=== Problem ===
Print, in exact form, the lines below from the one containing "the candidate checker." through the one containing "pub(super) fn check_planar_bound(ctx: &mut", and omit all others.

=== Given entries ===

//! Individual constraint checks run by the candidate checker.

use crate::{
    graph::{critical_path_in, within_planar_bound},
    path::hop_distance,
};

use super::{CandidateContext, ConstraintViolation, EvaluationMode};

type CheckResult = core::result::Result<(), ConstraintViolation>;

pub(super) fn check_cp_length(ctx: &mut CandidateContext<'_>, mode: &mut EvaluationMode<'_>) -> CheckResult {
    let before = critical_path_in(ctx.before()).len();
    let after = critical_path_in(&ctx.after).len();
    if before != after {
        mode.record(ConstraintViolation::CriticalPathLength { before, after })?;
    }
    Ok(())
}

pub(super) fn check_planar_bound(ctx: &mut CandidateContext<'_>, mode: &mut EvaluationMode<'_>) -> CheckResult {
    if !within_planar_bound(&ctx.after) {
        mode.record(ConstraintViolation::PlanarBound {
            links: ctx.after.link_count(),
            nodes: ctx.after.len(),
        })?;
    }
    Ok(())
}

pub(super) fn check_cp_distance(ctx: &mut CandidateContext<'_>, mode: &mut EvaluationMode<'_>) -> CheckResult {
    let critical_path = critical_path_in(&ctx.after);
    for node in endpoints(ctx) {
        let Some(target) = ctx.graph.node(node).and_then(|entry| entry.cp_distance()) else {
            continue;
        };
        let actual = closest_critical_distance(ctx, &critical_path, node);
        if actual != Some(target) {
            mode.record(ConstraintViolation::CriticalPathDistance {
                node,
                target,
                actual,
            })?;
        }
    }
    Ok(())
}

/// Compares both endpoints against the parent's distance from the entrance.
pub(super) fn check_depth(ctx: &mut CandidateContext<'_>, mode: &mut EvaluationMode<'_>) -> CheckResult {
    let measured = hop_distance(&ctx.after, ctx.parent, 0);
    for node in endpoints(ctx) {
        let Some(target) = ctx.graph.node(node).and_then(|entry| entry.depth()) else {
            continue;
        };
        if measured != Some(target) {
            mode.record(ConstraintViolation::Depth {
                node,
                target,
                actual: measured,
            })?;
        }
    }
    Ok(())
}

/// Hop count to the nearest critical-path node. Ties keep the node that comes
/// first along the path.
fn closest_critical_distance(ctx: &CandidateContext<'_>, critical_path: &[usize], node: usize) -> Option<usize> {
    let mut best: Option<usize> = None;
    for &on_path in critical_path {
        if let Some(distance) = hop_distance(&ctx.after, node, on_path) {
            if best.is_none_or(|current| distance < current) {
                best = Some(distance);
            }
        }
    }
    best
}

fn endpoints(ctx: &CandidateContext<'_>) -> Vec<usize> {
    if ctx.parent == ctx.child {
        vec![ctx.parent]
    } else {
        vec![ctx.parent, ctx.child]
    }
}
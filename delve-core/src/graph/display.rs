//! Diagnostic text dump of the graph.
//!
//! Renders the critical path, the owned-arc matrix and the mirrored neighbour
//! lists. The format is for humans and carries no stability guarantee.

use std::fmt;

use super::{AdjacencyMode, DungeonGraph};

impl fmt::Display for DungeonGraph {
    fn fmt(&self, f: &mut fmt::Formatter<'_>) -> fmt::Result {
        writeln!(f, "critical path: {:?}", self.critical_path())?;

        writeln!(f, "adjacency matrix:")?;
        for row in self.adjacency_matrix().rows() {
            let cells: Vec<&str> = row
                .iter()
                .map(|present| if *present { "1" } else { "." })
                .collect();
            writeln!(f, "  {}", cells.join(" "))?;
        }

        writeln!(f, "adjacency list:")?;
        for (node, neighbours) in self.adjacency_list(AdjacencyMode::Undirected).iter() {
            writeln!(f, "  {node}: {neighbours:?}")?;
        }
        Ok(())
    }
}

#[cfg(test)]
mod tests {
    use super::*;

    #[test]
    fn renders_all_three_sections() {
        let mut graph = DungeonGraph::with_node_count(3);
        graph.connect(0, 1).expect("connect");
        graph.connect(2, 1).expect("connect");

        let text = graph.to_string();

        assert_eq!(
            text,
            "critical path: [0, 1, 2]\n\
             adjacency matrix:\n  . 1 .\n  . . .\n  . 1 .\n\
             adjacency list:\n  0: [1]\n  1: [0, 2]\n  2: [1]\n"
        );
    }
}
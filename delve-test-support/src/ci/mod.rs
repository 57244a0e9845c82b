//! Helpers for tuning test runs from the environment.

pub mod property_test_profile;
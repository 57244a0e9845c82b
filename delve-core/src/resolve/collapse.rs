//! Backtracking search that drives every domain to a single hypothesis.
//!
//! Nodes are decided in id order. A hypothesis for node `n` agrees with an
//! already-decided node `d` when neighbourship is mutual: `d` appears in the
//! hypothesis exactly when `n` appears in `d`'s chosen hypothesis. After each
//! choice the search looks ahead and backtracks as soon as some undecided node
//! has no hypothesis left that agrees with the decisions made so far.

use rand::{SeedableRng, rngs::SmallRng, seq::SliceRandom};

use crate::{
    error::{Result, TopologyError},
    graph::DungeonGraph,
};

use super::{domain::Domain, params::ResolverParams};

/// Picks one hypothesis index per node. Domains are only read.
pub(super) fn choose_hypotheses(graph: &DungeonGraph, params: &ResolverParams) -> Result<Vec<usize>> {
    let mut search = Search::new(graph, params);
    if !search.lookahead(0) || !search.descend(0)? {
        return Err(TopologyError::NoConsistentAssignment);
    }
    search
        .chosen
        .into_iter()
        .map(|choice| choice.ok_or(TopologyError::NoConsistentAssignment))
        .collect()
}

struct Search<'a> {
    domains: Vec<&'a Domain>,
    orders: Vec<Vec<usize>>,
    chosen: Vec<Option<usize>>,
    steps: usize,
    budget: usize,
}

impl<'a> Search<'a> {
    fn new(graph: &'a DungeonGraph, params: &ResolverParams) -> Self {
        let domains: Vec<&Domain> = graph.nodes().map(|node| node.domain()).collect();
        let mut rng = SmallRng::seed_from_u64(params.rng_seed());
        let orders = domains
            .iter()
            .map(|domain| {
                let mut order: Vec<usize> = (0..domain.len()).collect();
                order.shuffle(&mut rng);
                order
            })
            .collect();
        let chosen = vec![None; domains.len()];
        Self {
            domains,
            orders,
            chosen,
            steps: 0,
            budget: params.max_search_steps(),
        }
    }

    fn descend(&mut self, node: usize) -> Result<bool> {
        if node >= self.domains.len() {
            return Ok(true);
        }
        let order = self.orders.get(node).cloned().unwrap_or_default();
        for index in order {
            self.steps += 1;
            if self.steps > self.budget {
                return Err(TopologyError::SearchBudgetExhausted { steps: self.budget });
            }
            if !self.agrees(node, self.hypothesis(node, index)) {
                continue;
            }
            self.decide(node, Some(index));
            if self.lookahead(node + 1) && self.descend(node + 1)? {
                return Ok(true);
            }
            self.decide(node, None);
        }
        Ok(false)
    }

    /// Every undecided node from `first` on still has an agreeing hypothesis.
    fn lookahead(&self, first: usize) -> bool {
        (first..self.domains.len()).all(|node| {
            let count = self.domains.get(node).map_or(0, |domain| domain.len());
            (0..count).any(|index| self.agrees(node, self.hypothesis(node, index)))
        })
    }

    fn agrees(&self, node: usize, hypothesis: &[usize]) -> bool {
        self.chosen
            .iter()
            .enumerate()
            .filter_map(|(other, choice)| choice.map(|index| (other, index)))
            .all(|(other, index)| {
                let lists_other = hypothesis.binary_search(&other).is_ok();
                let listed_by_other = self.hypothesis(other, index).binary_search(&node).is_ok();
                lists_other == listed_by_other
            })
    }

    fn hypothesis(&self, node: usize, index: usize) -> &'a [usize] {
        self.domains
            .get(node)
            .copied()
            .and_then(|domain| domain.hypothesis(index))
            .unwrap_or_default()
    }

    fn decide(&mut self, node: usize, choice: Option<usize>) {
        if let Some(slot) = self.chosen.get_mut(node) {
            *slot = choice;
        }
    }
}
==
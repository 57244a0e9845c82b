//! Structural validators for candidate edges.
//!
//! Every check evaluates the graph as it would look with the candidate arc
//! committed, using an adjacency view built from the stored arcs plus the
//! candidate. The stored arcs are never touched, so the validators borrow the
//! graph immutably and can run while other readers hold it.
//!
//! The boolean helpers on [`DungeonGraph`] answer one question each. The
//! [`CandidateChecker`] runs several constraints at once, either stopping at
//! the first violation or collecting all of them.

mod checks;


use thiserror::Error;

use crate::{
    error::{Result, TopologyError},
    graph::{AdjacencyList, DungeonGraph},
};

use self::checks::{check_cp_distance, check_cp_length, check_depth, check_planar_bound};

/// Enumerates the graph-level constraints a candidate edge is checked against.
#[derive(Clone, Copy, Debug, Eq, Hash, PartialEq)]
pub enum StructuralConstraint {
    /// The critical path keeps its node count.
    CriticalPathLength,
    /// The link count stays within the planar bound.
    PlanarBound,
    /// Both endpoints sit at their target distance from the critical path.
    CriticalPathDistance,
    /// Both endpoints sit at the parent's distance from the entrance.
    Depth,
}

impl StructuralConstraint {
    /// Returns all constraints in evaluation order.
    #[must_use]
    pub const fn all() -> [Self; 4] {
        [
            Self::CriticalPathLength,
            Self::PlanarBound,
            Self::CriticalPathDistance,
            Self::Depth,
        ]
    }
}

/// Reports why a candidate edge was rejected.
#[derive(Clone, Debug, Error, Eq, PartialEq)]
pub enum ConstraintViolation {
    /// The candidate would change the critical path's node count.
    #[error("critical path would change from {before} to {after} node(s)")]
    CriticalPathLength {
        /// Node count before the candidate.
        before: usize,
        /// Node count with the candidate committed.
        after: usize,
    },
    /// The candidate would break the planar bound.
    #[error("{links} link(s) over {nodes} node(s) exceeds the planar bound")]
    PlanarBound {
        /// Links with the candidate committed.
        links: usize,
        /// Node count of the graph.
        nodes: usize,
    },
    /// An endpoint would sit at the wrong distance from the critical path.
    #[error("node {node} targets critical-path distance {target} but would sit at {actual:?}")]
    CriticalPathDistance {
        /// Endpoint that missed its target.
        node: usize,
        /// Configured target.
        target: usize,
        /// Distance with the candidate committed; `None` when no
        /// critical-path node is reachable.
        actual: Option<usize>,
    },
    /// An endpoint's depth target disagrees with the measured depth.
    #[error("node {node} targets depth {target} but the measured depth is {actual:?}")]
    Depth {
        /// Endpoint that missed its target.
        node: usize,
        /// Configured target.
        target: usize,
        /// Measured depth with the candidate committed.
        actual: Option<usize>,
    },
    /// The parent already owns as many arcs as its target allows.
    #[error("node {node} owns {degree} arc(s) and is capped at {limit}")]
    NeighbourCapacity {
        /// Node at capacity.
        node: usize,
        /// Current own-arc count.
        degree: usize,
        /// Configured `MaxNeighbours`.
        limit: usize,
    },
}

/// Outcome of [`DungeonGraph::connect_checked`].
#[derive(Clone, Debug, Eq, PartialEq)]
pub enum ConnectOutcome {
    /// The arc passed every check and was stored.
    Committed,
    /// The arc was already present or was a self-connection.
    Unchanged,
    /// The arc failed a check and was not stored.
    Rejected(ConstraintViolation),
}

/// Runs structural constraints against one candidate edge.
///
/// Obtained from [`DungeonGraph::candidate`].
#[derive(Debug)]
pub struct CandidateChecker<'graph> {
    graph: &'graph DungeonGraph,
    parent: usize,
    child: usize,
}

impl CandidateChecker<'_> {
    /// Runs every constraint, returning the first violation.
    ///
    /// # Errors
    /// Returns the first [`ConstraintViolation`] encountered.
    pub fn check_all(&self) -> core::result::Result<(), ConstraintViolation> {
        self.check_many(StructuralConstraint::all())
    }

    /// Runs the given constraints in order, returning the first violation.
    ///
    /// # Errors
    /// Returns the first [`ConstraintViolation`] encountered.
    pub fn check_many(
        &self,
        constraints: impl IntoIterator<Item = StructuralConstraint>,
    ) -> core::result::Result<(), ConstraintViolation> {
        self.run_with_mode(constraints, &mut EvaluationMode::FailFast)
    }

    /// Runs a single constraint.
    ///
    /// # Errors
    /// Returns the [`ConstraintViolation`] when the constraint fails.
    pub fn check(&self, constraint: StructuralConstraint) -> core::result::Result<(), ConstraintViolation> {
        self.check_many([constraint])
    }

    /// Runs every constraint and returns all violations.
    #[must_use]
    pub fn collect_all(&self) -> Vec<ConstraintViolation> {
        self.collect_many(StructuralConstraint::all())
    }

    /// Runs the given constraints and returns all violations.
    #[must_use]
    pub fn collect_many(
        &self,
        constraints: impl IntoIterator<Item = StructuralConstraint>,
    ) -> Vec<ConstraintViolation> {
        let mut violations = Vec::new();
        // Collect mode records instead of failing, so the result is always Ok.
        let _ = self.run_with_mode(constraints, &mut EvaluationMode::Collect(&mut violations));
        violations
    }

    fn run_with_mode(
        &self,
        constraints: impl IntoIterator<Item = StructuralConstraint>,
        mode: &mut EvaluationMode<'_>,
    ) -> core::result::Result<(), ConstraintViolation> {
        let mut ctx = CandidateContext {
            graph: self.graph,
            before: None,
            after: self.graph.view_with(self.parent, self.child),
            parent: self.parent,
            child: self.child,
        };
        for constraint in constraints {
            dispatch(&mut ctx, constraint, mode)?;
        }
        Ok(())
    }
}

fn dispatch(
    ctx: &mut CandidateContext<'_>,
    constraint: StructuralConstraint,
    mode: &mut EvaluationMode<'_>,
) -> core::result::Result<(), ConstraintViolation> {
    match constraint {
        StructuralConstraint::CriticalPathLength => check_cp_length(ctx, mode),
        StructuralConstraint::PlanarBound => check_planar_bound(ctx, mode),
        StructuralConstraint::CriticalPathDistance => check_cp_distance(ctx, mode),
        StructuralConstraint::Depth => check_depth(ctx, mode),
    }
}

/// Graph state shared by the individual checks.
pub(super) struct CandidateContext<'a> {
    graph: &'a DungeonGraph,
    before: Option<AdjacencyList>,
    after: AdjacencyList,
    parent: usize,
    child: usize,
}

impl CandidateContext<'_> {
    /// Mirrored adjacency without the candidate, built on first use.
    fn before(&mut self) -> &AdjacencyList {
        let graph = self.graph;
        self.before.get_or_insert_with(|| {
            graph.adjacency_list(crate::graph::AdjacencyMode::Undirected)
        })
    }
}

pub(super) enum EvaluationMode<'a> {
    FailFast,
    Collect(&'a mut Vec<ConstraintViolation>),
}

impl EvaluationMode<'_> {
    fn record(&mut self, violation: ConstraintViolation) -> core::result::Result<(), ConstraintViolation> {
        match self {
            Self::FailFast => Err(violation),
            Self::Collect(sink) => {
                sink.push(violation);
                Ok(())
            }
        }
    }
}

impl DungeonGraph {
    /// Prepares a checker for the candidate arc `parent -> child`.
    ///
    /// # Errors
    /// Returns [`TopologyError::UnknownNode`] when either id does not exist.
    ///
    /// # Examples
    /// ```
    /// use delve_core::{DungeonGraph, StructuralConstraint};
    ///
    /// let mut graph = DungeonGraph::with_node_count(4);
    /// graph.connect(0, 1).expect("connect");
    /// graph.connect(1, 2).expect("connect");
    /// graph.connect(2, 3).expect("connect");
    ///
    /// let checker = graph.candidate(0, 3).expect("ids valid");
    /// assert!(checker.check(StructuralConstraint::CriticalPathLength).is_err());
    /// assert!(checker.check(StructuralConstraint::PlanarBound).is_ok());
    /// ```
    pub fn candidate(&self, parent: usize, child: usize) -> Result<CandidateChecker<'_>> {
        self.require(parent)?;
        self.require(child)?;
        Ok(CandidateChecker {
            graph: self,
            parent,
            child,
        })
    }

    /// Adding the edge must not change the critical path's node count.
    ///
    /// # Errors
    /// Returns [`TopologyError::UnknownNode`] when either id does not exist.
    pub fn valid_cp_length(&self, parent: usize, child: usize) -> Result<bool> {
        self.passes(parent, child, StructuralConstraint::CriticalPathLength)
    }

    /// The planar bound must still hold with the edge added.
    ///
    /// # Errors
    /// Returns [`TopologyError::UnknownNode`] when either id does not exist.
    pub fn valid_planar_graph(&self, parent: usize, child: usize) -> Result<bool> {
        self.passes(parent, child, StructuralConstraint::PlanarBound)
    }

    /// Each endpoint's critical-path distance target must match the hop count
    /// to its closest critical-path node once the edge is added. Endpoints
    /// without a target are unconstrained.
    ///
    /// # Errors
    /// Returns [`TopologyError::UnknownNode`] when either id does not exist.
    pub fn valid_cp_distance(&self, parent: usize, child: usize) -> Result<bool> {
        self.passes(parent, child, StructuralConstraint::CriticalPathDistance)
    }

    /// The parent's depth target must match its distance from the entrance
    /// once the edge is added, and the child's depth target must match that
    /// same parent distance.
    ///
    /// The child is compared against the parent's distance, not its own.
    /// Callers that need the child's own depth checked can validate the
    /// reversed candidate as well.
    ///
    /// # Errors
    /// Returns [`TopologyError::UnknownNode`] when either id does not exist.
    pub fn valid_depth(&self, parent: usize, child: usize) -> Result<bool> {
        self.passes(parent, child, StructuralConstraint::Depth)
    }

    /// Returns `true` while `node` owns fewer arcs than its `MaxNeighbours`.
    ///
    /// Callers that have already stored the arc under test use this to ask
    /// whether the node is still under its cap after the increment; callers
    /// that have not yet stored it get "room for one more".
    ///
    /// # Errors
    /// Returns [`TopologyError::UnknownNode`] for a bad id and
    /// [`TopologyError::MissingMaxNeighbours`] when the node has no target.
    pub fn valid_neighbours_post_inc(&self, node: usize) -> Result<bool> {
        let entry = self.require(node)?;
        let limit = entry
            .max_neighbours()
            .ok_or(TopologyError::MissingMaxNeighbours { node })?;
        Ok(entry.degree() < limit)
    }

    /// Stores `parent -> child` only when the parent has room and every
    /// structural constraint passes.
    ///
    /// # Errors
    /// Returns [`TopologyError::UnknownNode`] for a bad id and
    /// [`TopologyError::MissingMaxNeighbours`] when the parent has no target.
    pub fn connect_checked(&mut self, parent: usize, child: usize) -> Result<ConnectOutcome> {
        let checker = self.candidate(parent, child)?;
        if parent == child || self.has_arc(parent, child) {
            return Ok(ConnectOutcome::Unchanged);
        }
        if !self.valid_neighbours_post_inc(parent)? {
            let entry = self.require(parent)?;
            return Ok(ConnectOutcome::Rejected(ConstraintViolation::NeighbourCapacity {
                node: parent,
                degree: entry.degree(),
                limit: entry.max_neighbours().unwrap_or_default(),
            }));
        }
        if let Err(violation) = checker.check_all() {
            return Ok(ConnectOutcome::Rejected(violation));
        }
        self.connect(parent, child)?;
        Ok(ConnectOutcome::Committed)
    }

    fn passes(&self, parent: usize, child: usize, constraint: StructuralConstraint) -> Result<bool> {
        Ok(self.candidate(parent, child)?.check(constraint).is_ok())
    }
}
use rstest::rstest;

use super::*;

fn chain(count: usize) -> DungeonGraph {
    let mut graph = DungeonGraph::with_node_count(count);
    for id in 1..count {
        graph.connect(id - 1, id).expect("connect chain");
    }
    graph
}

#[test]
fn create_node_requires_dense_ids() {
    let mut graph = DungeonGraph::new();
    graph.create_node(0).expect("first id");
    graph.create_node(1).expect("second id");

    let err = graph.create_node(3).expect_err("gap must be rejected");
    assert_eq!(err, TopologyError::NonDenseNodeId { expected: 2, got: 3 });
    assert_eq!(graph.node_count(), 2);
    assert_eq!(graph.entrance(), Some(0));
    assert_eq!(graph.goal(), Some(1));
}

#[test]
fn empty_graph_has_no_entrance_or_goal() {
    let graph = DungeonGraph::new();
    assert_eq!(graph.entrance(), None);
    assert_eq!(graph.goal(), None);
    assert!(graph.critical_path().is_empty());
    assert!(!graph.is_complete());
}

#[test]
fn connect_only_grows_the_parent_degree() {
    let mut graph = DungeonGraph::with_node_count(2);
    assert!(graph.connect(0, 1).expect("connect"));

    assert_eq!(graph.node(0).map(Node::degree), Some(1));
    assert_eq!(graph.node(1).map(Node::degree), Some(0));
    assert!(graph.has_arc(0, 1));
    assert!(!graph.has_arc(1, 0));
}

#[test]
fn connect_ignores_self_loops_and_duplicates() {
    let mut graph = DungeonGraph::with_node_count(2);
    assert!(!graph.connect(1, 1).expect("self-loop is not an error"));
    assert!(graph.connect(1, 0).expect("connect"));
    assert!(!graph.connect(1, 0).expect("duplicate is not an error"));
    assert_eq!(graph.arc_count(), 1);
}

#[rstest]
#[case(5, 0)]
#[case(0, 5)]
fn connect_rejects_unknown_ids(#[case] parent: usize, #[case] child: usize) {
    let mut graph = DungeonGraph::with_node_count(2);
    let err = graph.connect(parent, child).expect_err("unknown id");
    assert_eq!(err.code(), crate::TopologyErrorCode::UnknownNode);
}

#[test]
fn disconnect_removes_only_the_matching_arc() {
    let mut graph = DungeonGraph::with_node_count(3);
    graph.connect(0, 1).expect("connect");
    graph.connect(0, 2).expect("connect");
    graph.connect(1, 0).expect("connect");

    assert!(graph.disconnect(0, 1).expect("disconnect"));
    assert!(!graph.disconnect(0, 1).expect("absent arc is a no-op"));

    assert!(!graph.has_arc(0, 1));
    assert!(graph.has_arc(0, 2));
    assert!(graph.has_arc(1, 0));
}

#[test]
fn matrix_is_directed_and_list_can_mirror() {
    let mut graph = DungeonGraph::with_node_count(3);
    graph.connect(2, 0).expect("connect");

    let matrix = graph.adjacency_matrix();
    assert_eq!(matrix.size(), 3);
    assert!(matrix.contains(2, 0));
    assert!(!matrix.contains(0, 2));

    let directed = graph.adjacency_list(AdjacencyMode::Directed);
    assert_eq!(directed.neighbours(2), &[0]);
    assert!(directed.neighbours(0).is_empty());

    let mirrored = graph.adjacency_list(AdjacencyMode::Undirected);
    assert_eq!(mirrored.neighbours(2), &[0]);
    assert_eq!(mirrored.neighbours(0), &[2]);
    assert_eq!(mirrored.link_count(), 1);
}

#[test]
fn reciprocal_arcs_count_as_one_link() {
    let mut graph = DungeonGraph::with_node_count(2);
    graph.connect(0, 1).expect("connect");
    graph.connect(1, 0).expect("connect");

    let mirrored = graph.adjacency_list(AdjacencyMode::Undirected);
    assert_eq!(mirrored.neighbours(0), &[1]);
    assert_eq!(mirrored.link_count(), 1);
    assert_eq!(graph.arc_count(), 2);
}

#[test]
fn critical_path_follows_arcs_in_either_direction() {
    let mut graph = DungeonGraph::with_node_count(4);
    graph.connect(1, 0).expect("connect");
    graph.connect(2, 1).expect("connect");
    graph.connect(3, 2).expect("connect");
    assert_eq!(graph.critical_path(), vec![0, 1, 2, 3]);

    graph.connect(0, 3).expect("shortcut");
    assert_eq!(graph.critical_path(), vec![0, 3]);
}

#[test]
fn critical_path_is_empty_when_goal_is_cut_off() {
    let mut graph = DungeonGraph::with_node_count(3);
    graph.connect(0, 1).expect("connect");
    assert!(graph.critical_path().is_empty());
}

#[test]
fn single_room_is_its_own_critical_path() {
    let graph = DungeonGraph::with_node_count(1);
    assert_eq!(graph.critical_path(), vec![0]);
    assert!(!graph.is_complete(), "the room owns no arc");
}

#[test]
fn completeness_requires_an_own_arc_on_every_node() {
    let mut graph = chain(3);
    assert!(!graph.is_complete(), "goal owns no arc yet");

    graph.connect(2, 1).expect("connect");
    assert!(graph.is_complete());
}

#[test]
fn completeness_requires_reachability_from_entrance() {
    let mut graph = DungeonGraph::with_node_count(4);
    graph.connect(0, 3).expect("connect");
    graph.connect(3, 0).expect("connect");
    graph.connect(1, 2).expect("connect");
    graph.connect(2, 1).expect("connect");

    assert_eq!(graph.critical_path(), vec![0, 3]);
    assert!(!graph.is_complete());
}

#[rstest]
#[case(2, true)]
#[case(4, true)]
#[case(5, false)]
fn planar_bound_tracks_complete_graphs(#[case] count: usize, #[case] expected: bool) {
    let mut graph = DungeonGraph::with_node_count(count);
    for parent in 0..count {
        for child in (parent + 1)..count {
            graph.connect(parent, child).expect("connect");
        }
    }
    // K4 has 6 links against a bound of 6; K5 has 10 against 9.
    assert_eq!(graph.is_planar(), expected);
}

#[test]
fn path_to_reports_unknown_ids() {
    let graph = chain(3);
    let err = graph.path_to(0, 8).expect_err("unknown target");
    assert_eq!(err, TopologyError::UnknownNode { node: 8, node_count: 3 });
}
* * *
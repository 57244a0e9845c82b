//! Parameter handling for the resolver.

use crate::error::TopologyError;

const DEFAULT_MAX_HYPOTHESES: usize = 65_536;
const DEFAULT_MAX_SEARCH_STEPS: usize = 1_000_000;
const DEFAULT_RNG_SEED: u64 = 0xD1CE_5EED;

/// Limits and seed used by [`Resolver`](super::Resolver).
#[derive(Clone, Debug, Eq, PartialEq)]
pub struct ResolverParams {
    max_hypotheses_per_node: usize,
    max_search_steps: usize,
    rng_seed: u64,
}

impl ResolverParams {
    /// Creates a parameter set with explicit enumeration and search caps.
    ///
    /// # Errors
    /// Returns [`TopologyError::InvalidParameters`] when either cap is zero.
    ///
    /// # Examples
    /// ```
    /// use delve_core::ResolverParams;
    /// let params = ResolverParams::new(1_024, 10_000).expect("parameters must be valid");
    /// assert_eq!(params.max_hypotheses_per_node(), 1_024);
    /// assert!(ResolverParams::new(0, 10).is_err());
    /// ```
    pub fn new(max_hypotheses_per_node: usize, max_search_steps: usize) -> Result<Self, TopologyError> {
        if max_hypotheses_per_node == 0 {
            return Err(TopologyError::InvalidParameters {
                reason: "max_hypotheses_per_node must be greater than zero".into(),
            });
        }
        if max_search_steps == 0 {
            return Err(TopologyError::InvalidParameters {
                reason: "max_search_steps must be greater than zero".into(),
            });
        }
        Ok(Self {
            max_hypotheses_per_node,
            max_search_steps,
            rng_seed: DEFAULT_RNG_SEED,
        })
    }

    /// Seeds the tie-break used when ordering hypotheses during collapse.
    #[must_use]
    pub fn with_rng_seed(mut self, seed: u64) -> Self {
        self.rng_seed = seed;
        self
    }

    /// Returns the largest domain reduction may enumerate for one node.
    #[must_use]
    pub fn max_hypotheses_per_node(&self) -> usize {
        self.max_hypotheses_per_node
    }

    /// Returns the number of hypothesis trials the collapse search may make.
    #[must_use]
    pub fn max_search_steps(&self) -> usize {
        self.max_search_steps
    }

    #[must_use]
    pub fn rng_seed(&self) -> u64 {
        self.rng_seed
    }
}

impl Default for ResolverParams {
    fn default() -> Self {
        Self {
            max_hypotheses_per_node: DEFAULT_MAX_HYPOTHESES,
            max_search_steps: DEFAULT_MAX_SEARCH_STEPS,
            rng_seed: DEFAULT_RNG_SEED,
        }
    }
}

=== Exercise response ===
//! Individual constraint checks run by the candidate checker.

use crate::{
    graph::{critical_path_in, within_planar_bound},
    path::hop_distance,
};

use super::{CandidateContext, ConstraintViolation, EvaluationMode};

type CheckResult = core::result::Result<(), ConstraintViolation>;

pub(super) fn check_cp_length(ctx: &mut CandidateContext<'_>, mode: &mut EvaluationMode<'_>) -> CheckResult {
    let before = critical_path_in(ctx.before()).len();
    let after = critical_path_in(&ctx.after).len();
    if before != after {
        mode.record(ConstraintViolation::CriticalPathLength { before, after })?;
    }
    Ok(())
}

pub(super) fn check_planar_bound(ctx: &mut CandidateContext<'_>, mode: &mut EvaluationMode<'_>) -> CheckResult {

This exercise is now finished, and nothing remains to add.